On a lazy Saturday morning when you’re lying in bed, drifting in and out of sleep, there is a space where fantasy and reality become one. Are you awake, or are you dreaming? You see people and things; some are familiar; some are strange. You talk, you feel, but you move without walking; you fly without wings. Your mind and your body exist, but on separate planes. Time stands still. For me, this is the feeling I have when ideas come. ~ Lynn Johnston

 

The great autobiographer, poet, short-story writer, screenwriter and journalist Maya Angelou offers her own view on ideas when starting a new writing project as told to Sheila Weller in an interview:

It starts with a definite subject, but it might end with something entirely different. When I start a project, the first thing I do is write down, in longhand, everything I know about the subject, every thought I’ve had on it. This may be twelve or fourteen pages. Then I read it back through, for quite a few days, and find–given that subject–what its rhythm is. ‘Cause everything in the universe has a rhythm. So if it’s free form, it still has a rhythm. And once I hear the rhythm of the piece, then I try to find out what are the salient points that I must make. And then it begins to take shape.

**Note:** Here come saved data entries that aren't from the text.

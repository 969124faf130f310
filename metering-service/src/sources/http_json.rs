use std::{net::SocketAddr, sync::Arc};

use axum::{extract::State, http::StatusCode, routing::post, Json, Router};
use futures::StreamExt;
use metering_core::EventPayload;
use tokio::sync::mpsc;
use tokio_stream::wrappers::ReceiverStream;

use crate::pipeline::{Envelope, EnvelopeStream, PipelineError, Source};

#[derive(Clone)]
struct SharedSender {
    tx: mpsc::Sender<Envelope<EventPayload>>,
}

/// Accepts `POST /ingest/events` with a JSON array of events.
///
/// Payloads are validated while deserializing; a malformed batch is rejected
/// as a whole before anything is queued.
#[derive(Clone)]
pub struct HttpJsonSource {
    receiver: Arc<tokio::sync::Mutex<Option<mpsc::Receiver<Envelope<EventPayload>>>>>,
}

pub fn router(tx: mpsc::Sender<Envelope<EventPayload>>) -> Router {
    Router::new()
        .route("/ingest/events", post(ingest_events))
        .with_state(SharedSender { tx })
}

impl HttpJsonSource {
    pub async fn new(bind_addr: &str, channel_capacity: usize) -> Result<Self, PipelineError> {
        let (tx, rx) = mpsc::channel(channel_capacity);
        let app = router(tx);

        let addr: SocketAddr = bind_addr
            .parse()
            .map_err(|e| PipelineError::Source(format!("invalid bind addr: {e}")))?;

        let listener = tokio::net::TcpListener::bind(addr).await.map_err(|e| {
            PipelineError::Source(format!("failed to bind event listener on {addr}: {e}"))
        })?;
        tracing::info!(%addr, "event ingest endpoint listening");

        tokio::spawn(async move {
            if let Err(e) = axum::serve(listener, app.into_make_service()).await {
                tracing::error!(error = %e, "HTTP event source server error");
            }
        });

        Ok(Self {
            receiver: Arc::new(tokio::sync::Mutex::new(Some(rx))),
        })
    }
}

#[async_trait::async_trait]
impl Source<EventPayload> for HttpJsonSource {
    async fn stream(&self) -> EnvelopeStream<EventPayload> {
        let mut guard = self.receiver.lock().await;
        match guard.take() {
            Some(rx) => Box::pin(ReceiverStream::new(rx).map(Ok)),
            None => Box::pin(futures::stream::once(async {
                Err(PipelineError::Source(
                    "HttpJsonSource stream already taken; only one consumer supported".to_string(),
                ))
            })),
        }
    }
}

async fn ingest_events(
    State(sender): State<SharedSender>,
    Json(payload): Json<Vec<EventPayload>>,
) -> Result<StatusCode, StatusCode> {
    metrics::counter!("http_ingest_requests_total").increment(1);
    metrics::counter!("http_ingest_events_total").increment(payload.len() as u64);

    for event in payload {
        if sender.tx.send(Envelope::now(event)).await.is_err() {
            // Channel closed; treat as server error
            metrics::counter!("http_ingest_failed_total").increment(1);
            return Err(StatusCode::INTERNAL_SERVER_ERROR);
        }
    }

    Ok(StatusCode::ACCEPTED)
}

I try to set myself up in each chapter by saying: “This is what I want to go from–from B or , say G-sharp. Or from D to L.” And then I find the hook. It’s like the knitting, where, after you knit a certain amount, there’s one thread that begins to pull. You know, you can see it right along the cloth. Well, in writing, I think: “Now where is that one hook, that one little thread?” It may be a sentence. If I can catch that, then I’m home free. It’s the one that tells me where I’m going. It may not even turn out to be in the final chapter. I may throw it out later or change it. But if I follow it through, it leads me right out.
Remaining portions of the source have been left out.